Gossip is poison. When we gossip we are speaking negativity about someone of over someone. In life we reap what we sow. Choose to sow positivity into the lives of others around you. In order to remove gossip from our lives we must become intolerant of it. If I ever find myself with gossipers I remove myself from their presence as fast as possible and/or I tell them I do not gossip and ask to change the subject
#2 Zero Complaining
This one might be the biggest challenge for me. As humans we are sinful by nature and self-centered. When we are self-centered and selfish we can very quickly complain when things are not the way we would like them to be or someone makes a decision we do not agree with. When things do not go the way we planned or something happens that negatively impacts us we still have the freedom to choose how we respond.
Instead of complaining about that thing or person we didn’t like we can choose to adjust our perspective. No matter what happens we are still blessed in so many ways. I have had to discipline myself to focus on all of the blessings in my life that I am grateful for. What Are You Grateful For?
Do you know someone who complains all of the time? How do you feel after listening to them complain for 10+ minutes? Do you feel drained? I know I do. In order to remove complaining from our lives we must also become intolerant of complaining and choose to be grateful on a daily basis.
#3 Speak Increase Into Others
This was not a strength of mine, but has since then become a great strength for me. We live in a world full of negativity. In our jobs, homes, churches, and schools we can encounter so many negative relationships and messages. When we speak to someone who says positive things to us it builds us up. EVERYONE likes having Words Of Life spoken into them. When we become life speakers others are naturally going to be attracted to us and they will want to follow us. Leadership is about influencing others and in order to influence people they have to like us. I encourage you to daily choose to Speak Life. A simple way to do this is to adopt the discipline of always observing and commenting on at least one thing you admire in another person.
#4 Listen Better Than You Speak
I am a man and I like to fix things. I see myself as a problem solver. When someone starts describing a problem they do not even have to get half way through what they are saying and I am already telling them their solution. Isn’t that great of me? Not exactly.
While problem solving is an extremely important skill there is something that is SO MUCH MORE IMPORTANT when it comes to building relationships. That is listening. People just want to be heard. All of us get so caught up in saying what we want to that we hardly slow down and practice the discipline of listening. If we really want to increase our influence with others we must master the discipline of listening.
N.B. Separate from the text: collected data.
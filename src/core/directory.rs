use crate::core::catalog::{CatalogStore, SaveStatus};
use crate::core::filter::filter_workers;
use crate::core::ingest::{Accepted, IngestValidator};
use crate::domain::model::{
    Focus, Product, ProductSubmission, View, WorkerProfile, WorkerSubmission,
};
use crate::domain::ports::{CategoryAdvisor, KeyValueStore};
use crate::domain::taxonomy::CategoryFilter;
use crate::utils::error::{CatalogError, Result};
use crate::utils::validation::require_non_empty;

/// What the directory is currently showing.
#[derive(Debug, Clone, Default, PartialEq, Eq)]
pub struct BrowseState {
    pub view: View,
    pub category: CategoryFilter,
    pub query: String,
}

/// A successful add: the stored entity, whether it reached storage, and
/// where the UI was moved to.
#[derive(Debug, Clone, PartialEq)]
pub struct Added<T> {
    pub entity: T,
    pub save: SaveStatus,
    pub focus: Focus,
}

/// The controller the UI talks to. Owns the catalog store and the browse
/// state; the filtered list is always derived, never stored.
pub struct Directory<S: KeyValueStore> {
    store: CatalogStore<S>,
    validator: IngestValidator,
    state: BrowseState,
}

impl<S: KeyValueStore> Directory<S> {
    pub fn new(store: CatalogStore<S>) -> Self {
        Self {
            store,
            validator: IngestValidator::new(),
            state: BrowseState::default(),
        }
    }

    pub fn state(&self) -> &BrowseState {
        &self.state
    }

    pub fn store(&self) -> &CatalogStore<S> {
        &self.store
    }

    /// Sets both inputs and returns the matching profiles.
    pub fn request_filter(&mut self, category: CategoryFilter, query: &str) -> Vec<WorkerProfile> {
        self.state.category = category;
        self.state.query = query.to_string();
        self.visible_workers()
    }

    pub fn visible_workers(&self) -> Vec<WorkerProfile> {
        let workers = self.store.list_workers();
        filter_workers(&workers, self.state.category, &self.state.query)
            .into_iter()
            .cloned()
            .collect()
    }

    pub fn products(&self) -> Vec<Product> {
        self.store.list_products().to_vec()
    }

    /// Category pick from the sidebar. The query is kept.
    pub fn select_category(&mut self, category: CategoryFilter) {
        self.state.category = category;
        self.state.view = View::Home;
    }

    /// Every submission returns to Home; non-blank text also widens the
    /// scope to every category.
    pub fn submit_search(&mut self, query: &str) {
        self.state.query = query.to_string();
        if !query.trim().is_empty() {
            self.state.category = CategoryFilter::All;
        }
        self.state.view = View::Home;
    }

    pub fn go_home(&mut self) {
        self.state = BrowseState::default();
    }

    pub fn change_view(&mut self, view: View) {
        self.state.view = view;
    }

    /// The banner only shows on the unfiltered home page.
    pub fn shows_hero(&self) -> bool {
        self.state.category == CategoryFilter::All && self.state.query.is_empty()
    }

    pub fn request_add_worker(
        &mut self,
        submission: &WorkerSubmission,
    ) -> Result<Added<WorkerProfile>> {
        let Accepted { entity, focus } = self
            .validator
            .validate_worker(submission, &self.store.list_workers())
            .inspect_err(|e| tracing::warn!("🚫 Worker submission rejected: {}", e))?;

        let save = self.store.add_worker(entity.clone())?;
        self.apply_focus(focus);
        Ok(Added {
            entity,
            save,
            focus,
        })
    }

    pub fn request_add_product(
        &mut self,
        submission: &ProductSubmission,
    ) -> Result<Added<Product>> {
        let Accepted { entity, focus } = self
            .validator
            .validate_product(submission, &self.store.list_products())
            .inspect_err(|e| tracing::warn!("🚫 Product submission rejected: {}", e))?;

        let save = self.store.add_product(entity.clone())?;
        self.apply_focus(focus);
        Ok(Added {
            entity,
            save,
            focus,
        })
    }

    /// Applies a category label coming back from the helper. Unknown labels
    /// are rejected and leave the state alone.
    pub fn apply_category_suggestion(&mut self, label: &str) -> Result<CategoryFilter> {
        let category = CategoryFilter::from_label(label).ok_or_else(|| {
            tracing::warn!("🤖 Helper suggested unknown category {:?}", label);
            CatalogError::UnknownCategoryError {
                label: label.trim().to_string(),
            }
        })?;

        self.state.category = category;
        self.state.view = View::Home;
        tracing::info!("🤖 Helper suggested {}", category);
        Ok(category)
    }

    pub async fn request_category_suggestion(
        &mut self,
        advisor: &dyn CategoryAdvisor,
        symptoms: &str,
    ) -> Result<CategoryFilter> {
        let symptoms = require_non_empty("symptoms", symptoms)?;
        let label = advisor.suggest(&symptoms).await?;
        self.apply_category_suggestion(&label)
    }

    /// Throws away every added entry and returns to the seed listings.
    pub fn reset_catalog(&mut self) -> SaveStatus {
        let status = self.store.reset_to_seed();
        self.go_home();
        status
    }

    fn apply_focus(&mut self, focus: Focus) {
        if let Focus::Directory(category) = focus {
            self.state.category = category;
        }
        self.state.view = focus.view();
    }
}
Being an active listener number one requires us to close our mouths and open our ears and our hearts. When we are speaking to someone we need to look them in the eye AND pay attention to what they are saying. We need to develop the skill of asking people questions about themselves and being quiet long enough to let them answer. Try this out and you tell me what happens. Too few people ever respect and honor others enough to listen to what they have to say. When we listen to others they will be able to tell we genuinely care which will again cause our influence to rise.
#5 Create An Environment Where Everyone Feels Safe
This lesson has taken me a while to wrap my mind around and I still have A LOT of work to do in this area. As leaders we are responsible to help our organizations, teams, and families, to get results. We need goals and we must work towards achieving them. With that in mind our people have to realize we care about them more than our goals.
How do we respond when crises arise? Do we affirm others and let them know how much they are appreciated? Do others feel they can trust us if they have a problem? A great resource that has helped me grow in my relationships as a leader is John Maxwell’s The 5 Levels of Leadership:. I encourage you to read it and implement it in your business or home life.
As we grow into positive leaders whom others want to be around our leadership becomes significantly more effective. This journey is very challenging, but it is worth it.